Term Paper # 3. Stalin’s Foreign Policy 1945-53: Sovietization of Eastern Europe:

For roughly two years after the end of the World War II, communists of France, Belgium and Italy shared ministerial power in their respective countries, in a succession of what were virtually Left Wing coalitions of the “popular front” pattern. In this respect the governments of these years corresponded to the earlier post-war governments brought into being. But the record of these two years’ government activities discouraged the continuation of the experiment on the home front as much as international events of these years destroyed the hopes of smooth co-operation between East and West.

In May 1947 the government of the socialist Paul Ramadier in France and of the Christian Democrat Alcide de Gasperi in Italy expelled their communist members, and two months earlier the Belgian Socialist Paul Henry Speak formed a ministry which excluded the communists. Thereafter Western communism was everywhere a party of opposition, not of government.

The strategy of communism in the West after 1945 was to insinuate itself into positions of power, both in the machinery of the State and in trade union organisations. There entrenched, communists proceeded to use their power to undermine the working of democratic institutions, to exploit the post-war diffi­culties of new and often inexperienced governments, and to provoke industrial unrest in order to disrupt national recovery. In France, Italy and Belgium, trade unions formerly dominated by communists gradually split away to form non-communist Unions.

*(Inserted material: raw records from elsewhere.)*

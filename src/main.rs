// ABOUTME: Main entry point for the ordo console bot
// ABOUTME: Parses CLI args, loads config, initializes logging and metrics, runs the console session

use anyhow::{Context, Result};
use clap::{Parser, Subcommand};
use ordo::config::{Config, LogFormat, LoggingConfig, ThrottleBackend};
use ordo::console::{ConsolePlatform, ConsoleSession};
use ordo::{commands, paths};
use ordo_core::throttle::{MemoryThrottleStore, SqliteThrottleStore};
use ordo_core::{Client, ThrottleStore};
use std::path::PathBuf;
use std::sync::Arc;
use tokio::io::BufReader;
use tokio::sync::Notify;
use tracing_appender::non_blocking::WorkerGuard;
use tracing_subscriber::{fmt, layer::SubscriberExt, util::SubscriberInitExt, EnvFilter, Layer, Registry};

#[derive(Parser, Debug)]
#[command(name = "ordo")]
#[command(version, about = "Chat-bot runtime with ordered listeners, modules and gated commands", long_about = None)]
struct Cli {
    /// Path to config.toml (overrides ORDO_CONFIG_PATH and the default search)
    #[arg(short, long, global = true)]
    config: Option<PathBuf>,

    #[command(subcommand)]
    command: Option<Commands>,
}

#[derive(Subcommand, Debug)]
enum Commands {
    /// Run an interactive console session (default)
    Run,
    /// Load and validate the configuration, then exit
    CheckConfig,
}

#[tokio::main]
async fn main() -> Result<()> {
    // Set up panic hook to log panics before they crash the process
    std::panic::set_hook(Box::new(|panic_info| {
        eprintln!("\nPANIC! ordo crashed with the following error:\n");
        eprintln!("{}", panic_info);
        eprintln!("\nBacktrace:");
        eprintln!("{:?}", std::backtrace::Backtrace::force_capture());
    }));

    dotenvy::dotenv().ok();
    let cli = Cli::parse();
    let config = Config::load_from(cli.config.as_deref())?;

    let _log_guard = init_logging(&config.logging)?;

    tracing::info!(
        prefixes = ?config.bot.prefix,
        mention_prefix = config.bot.mention_prefix,
        elevated = config.bot.elevated.len(),
        throttle_backend = ?config.throttle.backend,
        "Configuration loaded"
    );

    match cli.command.unwrap_or(Commands::Run) {
        Commands::CheckConfig => {
            println!("Configuration OK");
            println!("  prefixes: {}", config.bot.prefix.join(", "));
            println!("  mention prefix: {}", config.bot.mention_prefix);
            println!("  elevated users: {}", config.bot.elevated.len());
            println!("  throttle backend: {:?}", config.throttle.backend);
            Ok(())
        }
        Commands::Run => run(config).await,
    }
}

/// Terminal logs go to stderr so they never interleave with bot replies on stdout
fn init_logging(config: &LoggingConfig) -> Result<Option<WorkerGuard>> {
    let terminal_filter = EnvFilter::try_from_default_env().unwrap_or_else(|_| EnvFilter::new("info"));

    let mut layers: Vec<Box<dyn Layer<Registry> + Send + Sync>> = Vec::new();
    match config.format {
        LogFormat::Pretty => layers.push(
            fmt::layer()
                .with_writer(std::io::stderr)
                .with_filter(terminal_filter)
                .boxed(),
        ),
        LogFormat::Json => layers.push(
            fmt::layer()
                .json()
                .with_writer(std::io::stderr)
                .with_filter(terminal_filter)
                .boxed(),
        ),
    }

    let guard = if config.file {
        let dir = paths::log_dir();
        std::fs::create_dir_all(&dir)
            .with_context(|| format!("Failed to create log directory {}", dir.display()))?;
        let appender = tracing_appender::rolling::daily(&dir, "ordo.log");
        let (writer, guard) = tracing_appender::non_blocking(appender);
        layers.push(
            fmt::layer()
                .with_ansi(false)
                .with_writer(writer)
                .with_filter(EnvFilter::new("debug"))
                .boxed(),
        );
        Some(guard)
    } else {
        None
    };

    tracing_subscriber::registry().with(layers).init();

    if config.file {
        tracing::info!(path = %paths::log_dir().display(), "File logging enabled");
    }
    Ok(guard)
}

fn throttle_store(config: &Config) -> Result<Arc<dyn ThrottleStore>> {
    match config.throttle.backend {
        ThrottleBackend::Memory => Ok(Arc::new(MemoryThrottleStore::new())),
        ThrottleBackend::Sqlite => {
            let path = config.throttle.db_path();
            if let Some(parent) = path.parent() {
                std::fs::create_dir_all(parent)
                    .with_context(|| format!("Failed to create {}", parent.display()))?;
            }
            tracing::info!(path = %path.display(), "Opening SQLite throttle store");
            Ok(Arc::new(SqliteThrottleStore::open(&path)?))
        }
    }
}

async fn run(config: Config) -> Result<()> {
    if let Some(addr) = config.metrics.socket_addr()? {
        metrics_exporter_prometheus::PrometheusBuilder::new()
            .with_http_listener(addr)
            .install()
            .context("Failed to install Prometheus exporter")?;
        tracing::info!(%addr, "Prometheus metrics endpoint listening");
    }

    let platform = Arc::new(ConsolePlatform::new());
    let client = Client::builder(platform.clone())
        .config(config.bot.clone())
        .event_source(platform.clone())
        .throttle_store(throttle_store(&config)?)
        .build()?;

    let shutdown = Arc::new(Notify::new());
    commands::register_defaults(&client, shutdown.clone())?;

    let ctrl_c = shutdown.clone();
    tokio::spawn(async move {
        if tokio::signal::ctrl_c().await.is_ok() {
            ctrl_c.notify_one();
        }
    });

    client.connect().await?;
    tracing::info!(
        user = %config.console.user_id,
        commands = client.commands().len(),
        "Console session started"
    );

    let session = ConsoleSession::new(platform, &config.console);
    let delivered = session
        .run(BufReader::new(tokio::io::stdin()), shutdown)
        .await?;

    tracing::info!(delivered, "Console session ended");
    client.disconnect().await?;
    Ok(())
}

During this period everywhere in the world communist movement was largely influenced by Stalin’s foreign policy. In the newly created independent countries in Asia and Europe, the trade unions led by the communists adopted the policy of violence against the democratic governments which were weak and not in a position to resist this violence.

The American bloc was further suspicious of Russian machination, particularly when Molotov declared on November 6, 1947 that “we live in an age when all roads lead to communism.” The declaration was made possible because of the post-war politico-economic situation on the world.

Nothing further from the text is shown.